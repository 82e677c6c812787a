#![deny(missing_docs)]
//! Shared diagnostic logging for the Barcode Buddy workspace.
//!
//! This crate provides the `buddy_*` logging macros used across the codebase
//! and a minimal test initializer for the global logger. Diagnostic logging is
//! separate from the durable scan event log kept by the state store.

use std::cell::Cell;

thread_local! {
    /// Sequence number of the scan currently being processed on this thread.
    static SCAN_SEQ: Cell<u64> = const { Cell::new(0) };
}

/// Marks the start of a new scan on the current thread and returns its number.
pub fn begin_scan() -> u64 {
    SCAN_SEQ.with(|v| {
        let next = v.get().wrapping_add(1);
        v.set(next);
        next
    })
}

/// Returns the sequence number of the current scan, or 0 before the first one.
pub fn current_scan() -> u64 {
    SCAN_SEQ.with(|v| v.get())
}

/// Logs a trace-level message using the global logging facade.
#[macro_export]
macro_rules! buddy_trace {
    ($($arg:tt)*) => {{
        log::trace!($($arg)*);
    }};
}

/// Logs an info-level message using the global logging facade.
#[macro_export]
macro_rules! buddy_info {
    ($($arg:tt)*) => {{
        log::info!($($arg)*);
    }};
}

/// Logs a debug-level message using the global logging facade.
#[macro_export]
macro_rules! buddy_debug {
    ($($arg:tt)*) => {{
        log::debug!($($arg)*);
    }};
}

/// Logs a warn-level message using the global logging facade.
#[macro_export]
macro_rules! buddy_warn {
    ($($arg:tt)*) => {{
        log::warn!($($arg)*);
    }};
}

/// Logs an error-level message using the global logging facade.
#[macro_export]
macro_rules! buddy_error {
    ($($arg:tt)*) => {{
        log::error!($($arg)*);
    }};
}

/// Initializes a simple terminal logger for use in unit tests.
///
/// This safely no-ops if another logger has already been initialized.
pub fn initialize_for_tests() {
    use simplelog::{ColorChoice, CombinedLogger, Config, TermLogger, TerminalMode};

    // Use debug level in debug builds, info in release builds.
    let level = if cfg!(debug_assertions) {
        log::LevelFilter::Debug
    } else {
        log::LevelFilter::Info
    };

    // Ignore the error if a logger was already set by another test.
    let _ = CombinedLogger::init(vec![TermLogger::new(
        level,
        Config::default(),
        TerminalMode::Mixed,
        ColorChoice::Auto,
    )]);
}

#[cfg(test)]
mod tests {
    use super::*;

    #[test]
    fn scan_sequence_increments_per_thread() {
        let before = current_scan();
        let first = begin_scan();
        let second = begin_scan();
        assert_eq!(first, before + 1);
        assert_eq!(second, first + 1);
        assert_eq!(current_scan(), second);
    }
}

* * *

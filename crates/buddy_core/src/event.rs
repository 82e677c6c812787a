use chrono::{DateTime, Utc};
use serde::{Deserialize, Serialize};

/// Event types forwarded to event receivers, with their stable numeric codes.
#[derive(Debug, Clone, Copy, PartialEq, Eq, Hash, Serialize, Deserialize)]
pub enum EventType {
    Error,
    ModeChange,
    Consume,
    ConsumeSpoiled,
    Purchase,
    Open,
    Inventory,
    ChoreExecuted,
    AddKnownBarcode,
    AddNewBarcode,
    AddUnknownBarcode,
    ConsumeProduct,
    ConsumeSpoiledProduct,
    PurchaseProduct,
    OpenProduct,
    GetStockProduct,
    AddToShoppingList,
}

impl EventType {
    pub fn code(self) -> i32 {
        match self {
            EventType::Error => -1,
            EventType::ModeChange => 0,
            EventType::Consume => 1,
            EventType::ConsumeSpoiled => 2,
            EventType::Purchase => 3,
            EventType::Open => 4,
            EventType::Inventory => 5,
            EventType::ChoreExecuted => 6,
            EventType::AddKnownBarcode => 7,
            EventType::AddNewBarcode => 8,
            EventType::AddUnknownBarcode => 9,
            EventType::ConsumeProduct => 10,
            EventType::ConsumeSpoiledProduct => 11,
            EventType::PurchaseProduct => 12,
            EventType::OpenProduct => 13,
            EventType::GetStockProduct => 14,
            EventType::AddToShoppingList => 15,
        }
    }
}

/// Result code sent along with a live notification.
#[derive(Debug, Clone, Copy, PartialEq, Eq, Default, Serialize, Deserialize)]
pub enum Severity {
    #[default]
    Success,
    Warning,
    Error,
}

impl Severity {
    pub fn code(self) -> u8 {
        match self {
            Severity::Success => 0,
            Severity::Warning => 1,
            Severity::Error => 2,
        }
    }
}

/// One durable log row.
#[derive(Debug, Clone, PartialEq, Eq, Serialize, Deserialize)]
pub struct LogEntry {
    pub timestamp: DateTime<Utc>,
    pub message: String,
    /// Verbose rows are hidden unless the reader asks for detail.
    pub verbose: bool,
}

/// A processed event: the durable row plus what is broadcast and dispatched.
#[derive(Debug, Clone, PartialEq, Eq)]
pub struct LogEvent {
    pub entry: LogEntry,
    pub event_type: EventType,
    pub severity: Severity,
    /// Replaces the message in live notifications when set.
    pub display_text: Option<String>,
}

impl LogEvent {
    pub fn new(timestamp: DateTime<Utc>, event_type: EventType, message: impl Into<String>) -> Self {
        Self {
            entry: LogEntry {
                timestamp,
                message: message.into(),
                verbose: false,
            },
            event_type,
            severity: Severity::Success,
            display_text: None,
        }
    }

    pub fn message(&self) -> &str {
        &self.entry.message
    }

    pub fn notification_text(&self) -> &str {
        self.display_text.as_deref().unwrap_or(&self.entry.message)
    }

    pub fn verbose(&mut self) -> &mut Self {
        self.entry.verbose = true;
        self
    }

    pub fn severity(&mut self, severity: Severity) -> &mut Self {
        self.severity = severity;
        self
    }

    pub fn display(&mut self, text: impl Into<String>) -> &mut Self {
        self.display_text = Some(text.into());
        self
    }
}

* * *

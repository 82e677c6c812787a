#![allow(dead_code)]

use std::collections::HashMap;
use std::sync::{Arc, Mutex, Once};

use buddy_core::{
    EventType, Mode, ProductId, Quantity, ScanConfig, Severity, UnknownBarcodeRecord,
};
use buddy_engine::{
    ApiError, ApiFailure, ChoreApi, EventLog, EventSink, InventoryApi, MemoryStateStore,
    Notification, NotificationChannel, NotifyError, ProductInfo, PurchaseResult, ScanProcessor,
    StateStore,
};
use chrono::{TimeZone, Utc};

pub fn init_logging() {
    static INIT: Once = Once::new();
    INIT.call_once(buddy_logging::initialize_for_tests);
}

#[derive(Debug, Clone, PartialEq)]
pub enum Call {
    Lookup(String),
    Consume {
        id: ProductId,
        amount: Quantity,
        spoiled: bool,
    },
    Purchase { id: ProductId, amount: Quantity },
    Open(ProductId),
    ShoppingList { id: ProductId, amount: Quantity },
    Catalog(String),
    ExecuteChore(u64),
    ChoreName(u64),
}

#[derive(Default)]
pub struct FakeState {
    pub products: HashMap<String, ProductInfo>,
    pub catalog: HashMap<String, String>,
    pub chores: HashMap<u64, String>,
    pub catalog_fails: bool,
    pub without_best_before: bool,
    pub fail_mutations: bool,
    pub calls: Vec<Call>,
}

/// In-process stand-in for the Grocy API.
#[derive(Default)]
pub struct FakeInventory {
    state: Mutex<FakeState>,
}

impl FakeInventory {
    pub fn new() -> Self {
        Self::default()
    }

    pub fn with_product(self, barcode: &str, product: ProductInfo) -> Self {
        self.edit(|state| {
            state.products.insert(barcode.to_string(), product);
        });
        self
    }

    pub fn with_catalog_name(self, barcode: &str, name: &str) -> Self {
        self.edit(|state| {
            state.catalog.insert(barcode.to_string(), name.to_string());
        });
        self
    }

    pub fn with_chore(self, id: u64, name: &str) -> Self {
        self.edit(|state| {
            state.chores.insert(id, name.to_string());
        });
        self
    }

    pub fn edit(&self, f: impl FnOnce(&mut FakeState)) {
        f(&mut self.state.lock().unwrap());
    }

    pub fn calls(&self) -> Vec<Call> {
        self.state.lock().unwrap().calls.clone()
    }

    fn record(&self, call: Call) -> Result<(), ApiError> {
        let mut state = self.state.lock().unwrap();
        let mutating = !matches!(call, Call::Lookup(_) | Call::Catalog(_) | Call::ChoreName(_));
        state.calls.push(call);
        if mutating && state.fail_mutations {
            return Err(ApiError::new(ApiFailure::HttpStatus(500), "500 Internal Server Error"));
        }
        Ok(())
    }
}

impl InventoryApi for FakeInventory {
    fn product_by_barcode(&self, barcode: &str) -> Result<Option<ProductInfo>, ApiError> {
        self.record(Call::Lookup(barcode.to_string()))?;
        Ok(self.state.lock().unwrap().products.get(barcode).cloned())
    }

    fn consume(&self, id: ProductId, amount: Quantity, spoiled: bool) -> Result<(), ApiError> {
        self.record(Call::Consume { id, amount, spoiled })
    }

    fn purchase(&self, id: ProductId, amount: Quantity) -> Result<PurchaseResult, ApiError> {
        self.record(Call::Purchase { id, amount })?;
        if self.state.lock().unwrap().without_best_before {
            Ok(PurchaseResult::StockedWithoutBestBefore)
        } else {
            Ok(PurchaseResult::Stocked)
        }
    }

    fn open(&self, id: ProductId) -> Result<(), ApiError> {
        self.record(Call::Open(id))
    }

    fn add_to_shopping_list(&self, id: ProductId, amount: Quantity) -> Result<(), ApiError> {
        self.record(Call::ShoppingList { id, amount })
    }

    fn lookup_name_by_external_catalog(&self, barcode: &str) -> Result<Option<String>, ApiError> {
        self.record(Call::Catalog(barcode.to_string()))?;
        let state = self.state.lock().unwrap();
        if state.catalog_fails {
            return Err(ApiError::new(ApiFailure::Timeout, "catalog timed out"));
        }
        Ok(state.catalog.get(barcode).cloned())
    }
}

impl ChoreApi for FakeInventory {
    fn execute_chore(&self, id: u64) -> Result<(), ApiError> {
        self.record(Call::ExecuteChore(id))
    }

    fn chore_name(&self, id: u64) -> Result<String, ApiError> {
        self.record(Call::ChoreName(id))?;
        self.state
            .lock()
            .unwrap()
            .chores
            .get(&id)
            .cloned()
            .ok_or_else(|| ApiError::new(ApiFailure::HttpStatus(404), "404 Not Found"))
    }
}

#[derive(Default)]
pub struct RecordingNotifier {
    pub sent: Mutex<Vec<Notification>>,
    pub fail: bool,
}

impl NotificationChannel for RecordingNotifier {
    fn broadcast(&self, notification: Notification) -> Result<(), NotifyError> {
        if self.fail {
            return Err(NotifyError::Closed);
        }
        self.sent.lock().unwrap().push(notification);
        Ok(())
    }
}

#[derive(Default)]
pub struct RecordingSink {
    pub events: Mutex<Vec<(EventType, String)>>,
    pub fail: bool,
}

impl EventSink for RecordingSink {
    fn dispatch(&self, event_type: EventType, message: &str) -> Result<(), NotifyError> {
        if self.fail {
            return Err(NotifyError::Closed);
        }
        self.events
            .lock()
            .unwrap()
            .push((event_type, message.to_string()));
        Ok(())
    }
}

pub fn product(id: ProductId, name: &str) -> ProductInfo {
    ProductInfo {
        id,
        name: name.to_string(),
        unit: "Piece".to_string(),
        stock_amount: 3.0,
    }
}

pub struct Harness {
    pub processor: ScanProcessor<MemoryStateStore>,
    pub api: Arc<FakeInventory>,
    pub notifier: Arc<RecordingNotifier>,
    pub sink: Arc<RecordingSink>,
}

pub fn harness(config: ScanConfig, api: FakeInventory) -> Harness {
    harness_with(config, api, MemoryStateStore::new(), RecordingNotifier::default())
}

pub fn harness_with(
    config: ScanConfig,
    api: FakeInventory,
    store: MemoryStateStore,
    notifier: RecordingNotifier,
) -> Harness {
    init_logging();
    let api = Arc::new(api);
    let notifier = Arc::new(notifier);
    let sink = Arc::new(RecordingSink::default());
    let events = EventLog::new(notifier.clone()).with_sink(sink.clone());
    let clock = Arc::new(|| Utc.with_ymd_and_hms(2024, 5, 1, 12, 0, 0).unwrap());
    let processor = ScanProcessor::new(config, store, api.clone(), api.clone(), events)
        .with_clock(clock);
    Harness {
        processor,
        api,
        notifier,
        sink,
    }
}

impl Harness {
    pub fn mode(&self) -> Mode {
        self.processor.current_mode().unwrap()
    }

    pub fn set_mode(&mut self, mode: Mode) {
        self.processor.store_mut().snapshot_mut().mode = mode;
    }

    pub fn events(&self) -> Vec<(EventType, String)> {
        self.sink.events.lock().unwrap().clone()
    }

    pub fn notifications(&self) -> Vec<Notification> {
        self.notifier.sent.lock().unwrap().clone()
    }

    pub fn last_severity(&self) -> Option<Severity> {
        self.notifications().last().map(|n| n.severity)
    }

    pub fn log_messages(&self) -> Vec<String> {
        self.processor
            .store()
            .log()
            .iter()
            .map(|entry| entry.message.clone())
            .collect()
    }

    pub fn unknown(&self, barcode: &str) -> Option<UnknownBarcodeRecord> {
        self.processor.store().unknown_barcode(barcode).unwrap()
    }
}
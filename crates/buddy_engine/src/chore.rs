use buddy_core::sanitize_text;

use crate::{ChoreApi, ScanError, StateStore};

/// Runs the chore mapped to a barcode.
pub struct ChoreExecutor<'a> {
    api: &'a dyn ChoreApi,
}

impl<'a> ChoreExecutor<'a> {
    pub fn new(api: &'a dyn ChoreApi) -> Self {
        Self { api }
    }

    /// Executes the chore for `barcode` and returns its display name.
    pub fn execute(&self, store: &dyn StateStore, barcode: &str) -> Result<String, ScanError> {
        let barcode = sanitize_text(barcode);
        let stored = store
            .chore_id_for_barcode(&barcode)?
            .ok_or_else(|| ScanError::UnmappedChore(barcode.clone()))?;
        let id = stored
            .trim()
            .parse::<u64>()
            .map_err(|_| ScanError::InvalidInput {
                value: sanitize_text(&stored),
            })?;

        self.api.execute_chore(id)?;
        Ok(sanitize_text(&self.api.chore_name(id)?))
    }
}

* * *

What to work on - Scan the material above for the word "cloned". Copy each line where it occurs.

Response for this exercise -
        Ok(self.state.lock().unwrap().products.get(barcode).cloned())
        Ok(state.catalog.get(barcode).cloned())
            .cloned()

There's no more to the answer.